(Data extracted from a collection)

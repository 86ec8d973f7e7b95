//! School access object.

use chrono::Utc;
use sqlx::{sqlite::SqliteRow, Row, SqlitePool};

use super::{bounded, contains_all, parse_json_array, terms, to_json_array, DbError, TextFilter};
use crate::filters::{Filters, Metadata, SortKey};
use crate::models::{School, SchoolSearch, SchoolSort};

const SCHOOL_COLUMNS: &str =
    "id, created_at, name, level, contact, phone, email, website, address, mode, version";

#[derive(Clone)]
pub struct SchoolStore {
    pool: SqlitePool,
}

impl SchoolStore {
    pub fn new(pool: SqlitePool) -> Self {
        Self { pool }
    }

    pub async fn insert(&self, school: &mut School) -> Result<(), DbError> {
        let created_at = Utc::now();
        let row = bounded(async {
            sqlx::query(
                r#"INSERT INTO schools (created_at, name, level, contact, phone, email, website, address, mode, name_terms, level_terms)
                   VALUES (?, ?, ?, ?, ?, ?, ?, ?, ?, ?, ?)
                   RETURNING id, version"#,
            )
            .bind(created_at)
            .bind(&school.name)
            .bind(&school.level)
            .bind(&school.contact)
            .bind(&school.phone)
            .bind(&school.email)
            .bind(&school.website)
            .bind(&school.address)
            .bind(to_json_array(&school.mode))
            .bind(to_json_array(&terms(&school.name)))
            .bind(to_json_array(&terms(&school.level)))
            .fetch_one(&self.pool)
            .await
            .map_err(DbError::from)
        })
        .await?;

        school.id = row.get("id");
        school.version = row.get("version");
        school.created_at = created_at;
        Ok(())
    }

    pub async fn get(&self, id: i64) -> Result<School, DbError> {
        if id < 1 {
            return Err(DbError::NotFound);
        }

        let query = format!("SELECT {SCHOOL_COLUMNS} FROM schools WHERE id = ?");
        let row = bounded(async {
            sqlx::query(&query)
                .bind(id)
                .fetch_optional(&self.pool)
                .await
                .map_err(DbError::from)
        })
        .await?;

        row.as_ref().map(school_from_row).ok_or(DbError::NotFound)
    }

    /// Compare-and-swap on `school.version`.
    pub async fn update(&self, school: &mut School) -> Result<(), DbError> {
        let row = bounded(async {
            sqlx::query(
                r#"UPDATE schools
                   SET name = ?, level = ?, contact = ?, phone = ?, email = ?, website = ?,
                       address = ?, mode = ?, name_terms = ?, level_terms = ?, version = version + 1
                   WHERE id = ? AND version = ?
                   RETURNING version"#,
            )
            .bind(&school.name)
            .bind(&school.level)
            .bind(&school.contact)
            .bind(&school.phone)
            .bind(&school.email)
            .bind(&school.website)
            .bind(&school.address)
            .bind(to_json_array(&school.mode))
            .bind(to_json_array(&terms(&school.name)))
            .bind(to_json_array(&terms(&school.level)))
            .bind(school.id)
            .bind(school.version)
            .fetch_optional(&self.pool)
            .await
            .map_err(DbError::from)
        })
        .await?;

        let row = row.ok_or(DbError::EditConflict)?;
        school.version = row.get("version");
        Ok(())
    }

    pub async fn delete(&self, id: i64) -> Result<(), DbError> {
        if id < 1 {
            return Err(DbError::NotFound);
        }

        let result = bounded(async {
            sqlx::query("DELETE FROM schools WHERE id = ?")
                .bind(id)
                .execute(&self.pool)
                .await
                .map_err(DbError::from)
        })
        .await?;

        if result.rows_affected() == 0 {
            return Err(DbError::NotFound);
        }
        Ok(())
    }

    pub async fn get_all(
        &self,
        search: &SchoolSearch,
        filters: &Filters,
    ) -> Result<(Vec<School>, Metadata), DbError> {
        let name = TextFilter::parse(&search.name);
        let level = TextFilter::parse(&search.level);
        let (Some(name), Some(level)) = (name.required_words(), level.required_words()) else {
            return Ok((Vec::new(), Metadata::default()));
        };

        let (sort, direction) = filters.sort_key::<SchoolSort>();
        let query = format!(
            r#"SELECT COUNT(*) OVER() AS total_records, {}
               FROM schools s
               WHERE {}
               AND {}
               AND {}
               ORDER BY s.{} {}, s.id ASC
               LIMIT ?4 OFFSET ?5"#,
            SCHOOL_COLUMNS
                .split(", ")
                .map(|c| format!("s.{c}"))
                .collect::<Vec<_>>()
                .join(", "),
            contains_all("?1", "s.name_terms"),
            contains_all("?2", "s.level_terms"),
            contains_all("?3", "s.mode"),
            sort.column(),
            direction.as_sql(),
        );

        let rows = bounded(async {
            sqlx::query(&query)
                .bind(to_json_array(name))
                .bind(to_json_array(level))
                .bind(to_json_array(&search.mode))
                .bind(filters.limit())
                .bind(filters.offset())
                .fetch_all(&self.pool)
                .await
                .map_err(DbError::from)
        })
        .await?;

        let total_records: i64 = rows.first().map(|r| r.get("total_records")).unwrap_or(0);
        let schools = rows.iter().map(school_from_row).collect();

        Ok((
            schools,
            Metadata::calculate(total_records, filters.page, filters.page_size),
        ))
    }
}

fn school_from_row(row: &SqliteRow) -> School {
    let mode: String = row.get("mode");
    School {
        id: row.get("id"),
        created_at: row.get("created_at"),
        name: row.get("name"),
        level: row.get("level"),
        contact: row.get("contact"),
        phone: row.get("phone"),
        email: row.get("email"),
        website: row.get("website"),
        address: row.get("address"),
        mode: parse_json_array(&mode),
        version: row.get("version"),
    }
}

* * *

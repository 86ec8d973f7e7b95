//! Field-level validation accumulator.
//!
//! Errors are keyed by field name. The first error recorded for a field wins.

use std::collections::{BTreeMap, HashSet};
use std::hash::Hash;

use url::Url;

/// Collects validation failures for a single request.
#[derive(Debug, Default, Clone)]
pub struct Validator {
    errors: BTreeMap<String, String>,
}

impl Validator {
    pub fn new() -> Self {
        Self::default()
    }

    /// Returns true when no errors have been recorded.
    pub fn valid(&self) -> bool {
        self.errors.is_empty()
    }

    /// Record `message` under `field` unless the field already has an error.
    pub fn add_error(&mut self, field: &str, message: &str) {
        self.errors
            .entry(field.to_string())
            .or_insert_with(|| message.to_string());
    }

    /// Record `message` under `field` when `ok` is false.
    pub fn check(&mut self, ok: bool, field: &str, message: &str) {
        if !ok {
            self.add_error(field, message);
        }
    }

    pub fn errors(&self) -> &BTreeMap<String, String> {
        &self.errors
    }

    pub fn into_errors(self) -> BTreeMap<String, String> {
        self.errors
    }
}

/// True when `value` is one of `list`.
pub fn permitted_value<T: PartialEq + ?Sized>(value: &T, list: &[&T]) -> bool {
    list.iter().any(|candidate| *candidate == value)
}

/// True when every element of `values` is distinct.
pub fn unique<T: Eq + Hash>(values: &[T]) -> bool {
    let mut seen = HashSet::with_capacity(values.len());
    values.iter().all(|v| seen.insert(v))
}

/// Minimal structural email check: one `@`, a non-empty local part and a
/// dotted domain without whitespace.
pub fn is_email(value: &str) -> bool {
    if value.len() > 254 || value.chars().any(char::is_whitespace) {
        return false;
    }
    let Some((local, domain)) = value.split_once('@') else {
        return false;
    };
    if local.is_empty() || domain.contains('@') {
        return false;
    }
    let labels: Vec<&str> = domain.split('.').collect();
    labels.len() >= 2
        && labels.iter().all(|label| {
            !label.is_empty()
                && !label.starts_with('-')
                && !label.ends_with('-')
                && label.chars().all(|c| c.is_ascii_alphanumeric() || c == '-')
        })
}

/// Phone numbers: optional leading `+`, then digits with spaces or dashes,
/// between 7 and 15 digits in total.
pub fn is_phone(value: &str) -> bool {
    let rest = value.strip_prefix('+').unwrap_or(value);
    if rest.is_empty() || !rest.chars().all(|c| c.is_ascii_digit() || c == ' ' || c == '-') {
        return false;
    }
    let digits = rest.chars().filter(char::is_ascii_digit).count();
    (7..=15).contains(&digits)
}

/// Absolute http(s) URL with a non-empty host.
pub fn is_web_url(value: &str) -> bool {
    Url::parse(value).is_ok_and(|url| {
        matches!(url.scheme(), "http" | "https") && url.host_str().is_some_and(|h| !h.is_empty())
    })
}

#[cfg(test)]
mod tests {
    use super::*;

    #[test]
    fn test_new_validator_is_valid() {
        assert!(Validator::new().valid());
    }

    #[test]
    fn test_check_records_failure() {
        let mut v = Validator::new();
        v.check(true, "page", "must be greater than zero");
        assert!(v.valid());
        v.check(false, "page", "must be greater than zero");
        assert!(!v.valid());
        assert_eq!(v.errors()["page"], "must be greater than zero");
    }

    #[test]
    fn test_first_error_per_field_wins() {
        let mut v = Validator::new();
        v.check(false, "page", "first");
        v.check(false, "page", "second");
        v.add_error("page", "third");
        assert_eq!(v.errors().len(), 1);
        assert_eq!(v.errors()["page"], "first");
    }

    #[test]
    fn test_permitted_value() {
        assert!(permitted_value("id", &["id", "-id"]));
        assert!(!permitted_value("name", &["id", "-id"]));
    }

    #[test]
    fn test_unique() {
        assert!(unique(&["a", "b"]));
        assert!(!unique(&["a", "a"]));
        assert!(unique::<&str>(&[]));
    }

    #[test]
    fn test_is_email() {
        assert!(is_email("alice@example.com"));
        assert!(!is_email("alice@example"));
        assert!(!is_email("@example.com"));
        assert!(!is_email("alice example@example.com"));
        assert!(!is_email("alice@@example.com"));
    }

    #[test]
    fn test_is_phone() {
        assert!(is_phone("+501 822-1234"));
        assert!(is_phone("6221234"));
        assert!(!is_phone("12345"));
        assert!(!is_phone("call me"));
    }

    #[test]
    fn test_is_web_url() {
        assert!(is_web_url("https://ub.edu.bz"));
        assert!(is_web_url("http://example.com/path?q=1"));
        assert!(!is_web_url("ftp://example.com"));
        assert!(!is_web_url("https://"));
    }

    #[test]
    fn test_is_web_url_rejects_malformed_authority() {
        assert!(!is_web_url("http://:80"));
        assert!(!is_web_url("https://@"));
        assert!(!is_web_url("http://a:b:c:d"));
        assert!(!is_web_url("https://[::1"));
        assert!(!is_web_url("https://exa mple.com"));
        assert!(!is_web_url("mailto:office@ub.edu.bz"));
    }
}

* [YOUR INSTRUCTIONS]:
Copy out the lines above that hold the string "SchoolSearch".

* [ANSWER BOX]:
use crate::models::{School, SchoolSearch, SchoolSort};
        search: &SchoolSearch,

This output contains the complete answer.